MATERIAL FOR THE TASK >>
..............................

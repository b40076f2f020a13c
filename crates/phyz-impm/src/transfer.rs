//! Particle to grid and enriched-corner transfer.

use phyz_math::{Vector, corner_count};
use smallvec::SmallVec;

use crate::enrichment::ParticleKind;
use crate::object::MpmObject;
use crate::solver::InvertibleMpmSolid;

impl<const D: usize> InvertibleMpmSolid<D> {
    /// Flag the domain corners of every particle that satisfies the
    /// enrichment criterion. All flags are cleared first.
    pub fn update_enrichment_state(&mut self) {
        let criterion = self.criterion.as_ref();
        for (idx, object) in self.objects.iter_mut().enumerate() {
            object.update_enrichment_state(idx, criterion);
        }
    }

    /// Transfer particle mass and momentum to grid nodes and enriched corners.
    ///
    /// Grid velocities of Dirichlet (node, object) pairs keep their prescribed
    /// value. Without a contact model, objects sharing a node end up with one
    /// common mass and velocity there.
    pub fn rasterize(&mut self) {
        self.notify(|o, s| o.on_rasterize(s));

        for node in self.nodes.iter_mut() {
            node.reset();
        }
        self.active_nodes.clear();
        for object in self.objects.iter_mut() {
            object.mesh.reset_corner_data();
        }
        self.update_enrichment_state();

        let nodes = &mut self.nodes;
        for (obj_idx, object) in self.objects.iter_mut().enumerate() {
            let MpmObject {
                particles,
                mesh,
                interpolation,
                ..
            } = object;
            for (p_idx, (particle, interp)) in particles.iter().zip(interpolation.iter()).enumerate() {
                let kind = ParticleKind::classify(mesh.enriched_count(p_idx), corner_count::<D>());
                if kind.uses_grid() {
                    for pair in &interp.grid {
                        let node = &mut nodes[pair.node];
                        let m = pair.weight * particle.mass;
                        *node.mass.get_or_insert_with(obj_idx, || 0.0) += m;
                        if !node.is_dirichlet(obj_idx) {
                            *node.velocity.get_or_insert_with(obj_idx, Vector::<D>::zeros) +=
                                particle.v * m;
                        }
                    }
                }
                if kind.uses_corners() {
                    for (local, w) in interp.corner_weights.iter().enumerate() {
                        let corner = mesh.corner_mut(mesh.ele_vert_index(p_idx, local));
                        if !corner.enriched {
                            continue;
                        }
                        let m = w * particle.mass;
                        corner.mass += m;
                        corner.velocity += particle.v * m;
                    }
                }
            }

            for corner in mesh.corners_mut() {
                if corner.mass > f64::EPSILON {
                    corner.velocity /= corner.mass;
                    corner.velocity_before = corner.velocity;
                }
            }
        }

        for (flat, node) in self.nodes.iter_mut().enumerate() {
            let mut active: SmallVec<[usize; 2]> = SmallVec::new();
            for (object, &mass) in node.mass.iter() {
                debug_assert!(mass >= 0.0, "negative grid mass {mass} at node {flat}");
                if mass > f64::EPSILON {
                    active.push(object);
                }
            }
            if active.is_empty() {
                continue;
            }
            for &object in &active {
                if !node.is_dirichlet(object) {
                    let mass = node.mass_of(object);
                    if let Some(v) = node.velocity.get_mut(object) {
                        *v /= mass;
                    }
                }
                let v = node.velocity_of(object);
                node.velocity_before.insert(object, v);
            }
            self.active_nodes.insert(flat, active);
        }

        if self.contact.is_none() {
            self.unify_shared_nodes();
        }

        log::debug!(
            "rasterized {} objects onto {} active grid nodes",
            self.objects.len(),
            self.active_nodes.len()
        );
    }

    /// Weld objects that share a grid node: one total mass and one
    /// momentum-weighted velocity for all of them. A Dirichlet prescription
    /// by any of them (lowest object index first) overrides the velocity.
    fn unify_shared_nodes(&mut self) {
        for (&flat, objects) in self.active_nodes.iter() {
            if objects.len() < 2 {
                continue;
            }
            let node = &mut self.nodes[flat];
            let mut mass = 0.0;
            let mut momentum = Vector::<D>::zeros();
            for &object in objects {
                let m = node.mass_of(object);
                mass += m;
                momentum += node.velocity_of(object) * m;
            }
            let velocity = objects
                .iter()
                .find_map(|&object| node.dirichlet.get(object).copied())
                .unwrap_or(momentum / mass);
            for &object in objects {
                node.mass.insert(object, mass);
                node.velocity.insert(object, velocity);
                node.velocity_before.insert(object, velocity);
            }
        }
    }
}
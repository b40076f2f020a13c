//! Deformation gradient update with the inversion remedy.

use phyz_math::{Matrix, corner_count, determinant, outer};
use rayon::prelude::*;

use crate::enrichment::ParticleKind;
use crate::error::{ImpmError, Result};
use crate::object::MpmObject;
use crate::particle::SolidParticle;
use crate::solver::InvertibleMpmSolid;

/// Advance `f` by velocity gradient `l` over `dt`.
///
/// Uses `F + dt·L·F` when `det(I + dt·L) > 0`, otherwise the second-order
/// step `F + (dt·L + dt²/4·L·L)·F`. The flag reports whether the second
/// branch was taken.
pub fn advance_deformation_gradient<const D: usize>(
    f: &Matrix<D>,
    l: &Matrix<D>,
    dt: f64,
) -> (Matrix<D>, bool) {
    let step = l * dt;
    if determinant(&(Matrix::<D>::identity() + step)) > 0.0 {
        (f + step * f, false)
    } else {
        (f + (step + l * l * (0.25 * dt * dt)) * f, true)
    }
}

/// Advance F of one particle and rescale its volume; F must keep a positive determinant.
fn integrate_deformation<const D: usize>(
    particle: &mut SolidParticle<D>,
    l: &Matrix<D>,
    dt: f64,
    object: usize,
    idx: usize,
) -> Result<()> {
    let (f, remedied) = advance_deformation_gradient(&particle.f, l, dt);
    if remedied {
        log::trace!("inversion remedy applied to particle {idx} of object {object}");
    }
    let j = determinant(&f);
    if !(j > 0.0) {
        return Err(ImpmError::InvertedDeformation {
            object,
            particle: idx,
            determinant: j,
        });
    }
    particle.f = f;
    particle.volume = j * particle.initial_volume;
    Ok(())
}

impl<const D: usize> InvertibleMpmSolid<D> {
    /// Update F and volume of every particle from grid and enriched-corner velocities.
    pub fn update_particle_constitutive_model_state(&mut self, dt: f64) -> Result<()> {
        self.notify(|o, s| o.on_update_constitutive_model_state(s, dt));

        let nodes = &self.nodes;
        for (obj_idx, object) in self.objects.iter_mut().enumerate() {
            let MpmObject {
                particles,
                mesh,
                interpolation,
                ..
            } = object;
            let mesh = &*mesh;
            particles
                .par_iter_mut()
                .zip(interpolation.par_iter())
                .enumerate()
                .try_for_each(|(p_idx, (particle, interp))| {
                    let kind =
                        ParticleKind::classify(mesh.enriched_count(p_idx), corner_count::<D>());
                    let mut l = Matrix::<D>::zeros();
                    if kind.uses_grid() {
                        for pair in &interp.grid {
                            l += outer(&nodes[pair.node].velocity_of(obj_idx), &pair.gradient);
                        }
                    }
                    if kind.uses_corners() {
                        for (local, gradient) in interp.corner_gradients.iter().enumerate() {
                            let corner = mesh.corner(mesh.ele_vert_index(p_idx, local));
                            if corner.enriched {
                                l += outer(&corner.velocity, gradient);
                            }
                        }
                    }

                    integrate_deformation(particle, &l, dt, obj_idx, p_idx)
                })?;
        }
        Ok(())
    }
}

#[cfg(test)]
mod tests {
    use super::*;
    use approx::assert_relative_eq;
    use phyz_math::{Mat2, Vec2};

    use crate::config::{GridConfig, SolverConfig};
    use crate::enrichment::EnrichmentPolicy;
    use crate::material::Material;

    #[test]
    fn test_first_order_branch() {
        let l = Mat2::new(0.1, 0.0, 0.0, -0.1);
        let (f, remedied) = advance_deformation_gradient(&Mat2::identity(), &l, 0.1);
        assert!(!remedied);
        assert_relative_eq!(f, Mat2::new(1.01, 0.0, 0.0, 0.99), epsilon = 1e-12);
    }

    #[test]
    fn test_remedy_keeps_determinant_positive() {
        let l = Mat2::new(-150.0, 80.0, 0.0, 0.0);
        let dt = 0.01;
        // naive step: det(I + dt L) = 1 - 1.5 < 0
        assert!(determinant(&(Mat2::identity() + l * dt)) <= 0.0);
        let (f, remedied) = advance_deformation_gradient(&Mat2::identity(), &l, dt);
        assert!(remedied);
        assert!(determinant(&f) > 0.0);
    }

    #[test]
    fn test_fully_enriched_large_shear() {
        let config = SolverConfig::new(GridConfig::new(&[0.0, 0.0], 1.0, &[4, 4]))
            .with_enrichment(EnrichmentPolicy::Always)
            .with_gravity(0.0);
        let mut solver = InvertibleMpmSolid::<2>::new(config).unwrap();
        let p = SolidParticle::new(
            Vec2::new(2.0, 2.0),
            Vec2::zeros(),
            1.0,
            1.0,
            Material::NeoHookean { e: 1e3, nu: 0.3 },
        );
        solver.add_object(vec![p]).unwrap();
        solver.rasterize();

        // prescribe corner velocities v_c = L x_c, which the corner gradients reproduce exactly
        let l = Mat2::new(-150.0, 80.0, 0.0, 0.0);
        let dt = 0.01;
        for corner in solver.objects[0].mesh.corners_mut() {
            corner.velocity = l * corner.position;
        }
        solver.update_particle_constitutive_model_state(dt).unwrap();

        let particle = &solver.object(0).unwrap().particles()[0];
        let (expected, remedied) = advance_deformation_gradient(&Mat2::identity(), &l, dt);
        assert!(remedied);
        assert_relative_eq!(particle.f, expected, epsilon = 1e-9);
        assert!(particle.jacobian() > 0.0);
        assert_relative_eq!(particle.volume, particle.jacobian(), epsilon = 1e-12);
    }

    #[test]
    fn test_singular_half_step_is_rejected() {
        // I + dt L / 2 = diag(0, 1), so the remedied F is singular
        let l = Mat2::new(-2.0, 0.0, 0.0, 0.0);
        let mut p = SolidParticle::new(
            Vec2::new(2.0, 2.0),
            Vec2::zeros(),
            1.0,
            1.0,
            Material::NeoHookean { e: 1e3, nu: 0.3 },
        );
        let (f, remedied) = advance_deformation_gradient(&p.f, &l, 1.0);
        assert!(remedied);
        assert_eq!(f, Mat2::new(0.0, 0.0, 0.0, 1.0));

        let err = integrate_deformation(&mut p, &l, 1.0, 3, 7).unwrap_err();
        assert!(matches!(
            err,
            ImpmError::InvertedDeformation { object: 3, particle: 7, determinant } if determinant == 0.0
        ));
        // rejected update leaves the particle untouched
        assert_eq!(p.f, Mat2::identity());
        assert_eq!(p.volume, 1.0);
    }

    #[test]
    fn test_non_finite_corner_velocity_is_inverted_deformation() {
        let config = SolverConfig::new(GridConfig::new(&[0.0, 0.0], 1.0, &[4, 4]))
            .with_enrichment(EnrichmentPolicy::Always)
            .with_gravity(0.0);
        let mut solver = InvertibleMpmSolid::<2>::new(config).unwrap();
        let p = SolidParticle::new(
            Vec2::new(2.0, 2.0),
            Vec2::zeros(),
            1.0,
            1.0,
            Material::NeoHookean { e: 1e3, nu: 0.3 },
        );
        solver.add_object(vec![p]).unwrap();
        solver.rasterize();
        solver.objects[0].mesh.corners_mut()[0].velocity = Vec2::new(f64::NAN, 0.0);

        let result = solver.update_particle_constitutive_model_state(0.01);
        assert!(matches!(
            result,
            Err(ImpmError::InvertedDeformation { object: 0, particle: 0, .. })
        ));
        assert_eq!(solver.object(0).unwrap().particles()[0].f, Mat2::identity());
    }
}
//! Forward-Euler force integration on grid nodes and enriched corners.

use phyz_math::{Vector, corner_count};

use crate::enrichment::ParticleKind;
use crate::grid::GridNodeState;
use crate::object::MpmObject;
use crate::solver::InvertibleMpmSolid;

impl<const D: usize> InvertibleMpmSolid<D> {
    /// Apply internal-force impulses and gravity to grid and corner velocities.
    pub fn solve_on_grid_forward_euler(&mut self, dt: f64) {
        self.notify(|o, s| o.on_solve_on_grid(s, dt));

        let welded = self.contact.is_none();
        let g = self.config.gravity;
        let gravity_step = Vector::<D>::from_fn(|d, _| if d == 1 { -dt * g } else { 0.0 });
        let nodes = &mut self.nodes;
        for (obj_idx, object) in self.objects.iter_mut().enumerate() {
            let MpmObject {
                particles,
                mesh,
                interpolation,
                ..
            } = object;
            for (p_idx, (particle, interp)) in particles.iter().zip(interpolation.iter()).enumerate() {
                let kind = ParticleKind::classify(mesh.enriched_count(p_idx), corner_count::<D>());
                // -dt V σ, shared by every grid and corner impulse of this particle
                let stress = particle.cauchy_stress() * (-dt * particle.volume);
                // gravity reaching this particle through the grid; enriched corners carry the rest
                let grid_share = 1.0
                    - interp
                        .corner_weights
                        .iter()
                        .enumerate()
                        .filter(|&(local, _)| mesh.corner(mesh.ele_vert_index(p_idx, local)).enriched)
                        .map(|(_, w)| w)
                        .sum::<f64>();

                if kind.uses_grid() {
                    for pair in &interp.grid {
                        let node = &mut nodes[pair.node];
                        if node.is_dirichlet(obj_idx) {
                            continue;
                        }
                        let mass = node.mass_of(obj_idx);
                        if mass <= f64::EPSILON {
                            continue;
                        }
                        let impulse = (stress * pair.gradient
                            + gravity_step * (pair.weight * particle.mass * grid_share))
                            / mass;
                        if welded {
                            if !node.dirichlet.is_empty() {
                                continue;
                            }
                            let GridNodeState {
                                mass: masses,
                                velocity,
                                ..
                            } = node;
                            for (object, v) in velocity.iter_mut() {
                                if masses.get(object).is_some_and(|&m| m > f64::EPSILON) {
                                    *v += impulse;
                                }
                            }
                        } else if let Some(v) = node.velocity.get_mut(obj_idx) {
                            *v += impulse;
                        }
                    }
                }

                if kind.uses_corners() {
                    for (local, gradient) in interp.corner_gradients.iter().enumerate() {
                        let corner = mesh.corner_mut(mesh.ele_vert_index(p_idx, local));
                        if !corner.enriched || corner.mass <= f64::EPSILON {
                            continue;
                        }
                        corner.velocity += stress * gradient / corner.mass;
                    }
                }
            }
        }

        self.apply_gravity_on_enriched_domain_corner(dt);
    }

    /// `v.y -= dt·g` on every enriched corner.
    fn apply_gravity_on_enriched_domain_corner(&mut self, dt: f64) {
        let dv = dt * self.config.gravity;
        for object in self.objects.iter_mut() {
            for corner in object.mesh.corners_mut() {
                if corner.enriched {
                    corner.velocity[1] -= dv;
                }
            }
        }
    }
}

#[cfg(test)]
mod tests {
    use approx::assert_relative_eq;
    use phyz_math::Vec2;

    use crate::config::{GridConfig, SolverConfig};
    use crate::enrichment::EnrichmentPolicy;
    use crate::material::Material;
    use crate::particle::SolidParticle;
    use crate::solver::InvertibleMpmSolid;

    fn solver(policy: EnrichmentPolicy) -> InvertibleMpmSolid<2> {
        let config = SolverConfig::new(GridConfig::new(&[0.0, 0.0], 1.0, &[6, 6]))
            .with_enrichment(policy)
            .with_gravity(9.8);
        InvertibleMpmSolid::new(config).unwrap()
    }

    fn particle(x: Vec2) -> SolidParticle<2> {
        SolidParticle::new(x, Vec2::zeros(), 1.0, 1.0, Material::NeoHookean { e: 1e4, nu: 0.3 })
    }

    #[test]
    fn test_gravity_on_grid_nodes() {
        let mut s = solver(EnrichmentPolicy::Never);
        s.add_object(vec![particle(Vec2::new(2.5, 2.5))]).unwrap();
        s.rasterize();
        s.solve_on_grid_forward_euler(0.01);
        for (&flat, _) in s.active_grid_nodes() {
            let v = s.grid_node(flat).unwrap().velocity_of(0);
            assert_relative_eq!(v, Vec2::new(0.0, -0.098), epsilon = 1e-12);
        }
    }

    #[test]
    fn test_gravity_on_enriched_corners() {
        let mut s = solver(EnrichmentPolicy::Always);
        s.add_object(vec![particle(Vec2::new(2.5, 2.5))]).unwrap();
        s.rasterize();
        s.solve_on_grid_forward_euler(0.01);
        for c in s.object(0).unwrap().domain_mesh().corners() {
            assert_relative_eq!(c.velocity, Vec2::new(0.0, -0.098), epsilon = 1e-12);
        }
    }

    #[test]
    fn test_transient_particle_splits_gravity_between_grid_and_corners() {
        let mut s = solver(EnrichmentPolicy::Never);
        s.add_object(vec![particle(Vec2::new(2.5, 2.5)), particle(Vec2::new(3.5, 2.5))])
            .unwrap();
        s.set_enrichment_criterion(|_object: usize, idx: usize, _p: &SolidParticle<2>| idx == 1);
        s.rasterize();
        assert_eq!(s.object(0).unwrap().particle_kind(0), crate::ParticleKind::Transient);
        s.solve_on_grid_forward_euler(0.01);
        // only particle 0 touches the grid, and half of its corners are enriched
        for (&flat, _) in s.active_grid_nodes() {
            let v = s.grid_node(flat).unwrap().velocity_of(0);
            assert_relative_eq!(v, Vec2::new(0.0, -0.049), epsilon = 1e-12);
        }
    }

    #[test]
    fn test_dirichlet_node_receives_no_impulse() {
        let mut s = solver(EnrichmentPolicy::Never);
        let mut p = particle(Vec2::new(2.5, 2.5));
        p.f = phyz_math::Mat2::new(1.2, 0.0, 0.0, 1.0);
        s.add_object(vec![p]).unwrap();
        s.set_dirichlet_grid_node(0, [2, 2], Vec2::zeros()).unwrap();
        s.rasterize();
        s.solve_on_grid_forward_euler(0.01);
        assert_eq!(s.grid_velocity(0, [2, 2]).unwrap(), Vec2::zeros());
        // stretched along x, the free nodes are pulled back toward the center
        assert!(s.grid_velocity(0, [3, 2]).unwrap().x < 0.0);
    }
}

..............................

PROBLEM >> Within the listing above, count the lines that contain the string "config". Give only the number.

RESULT OF THE TASK >> 10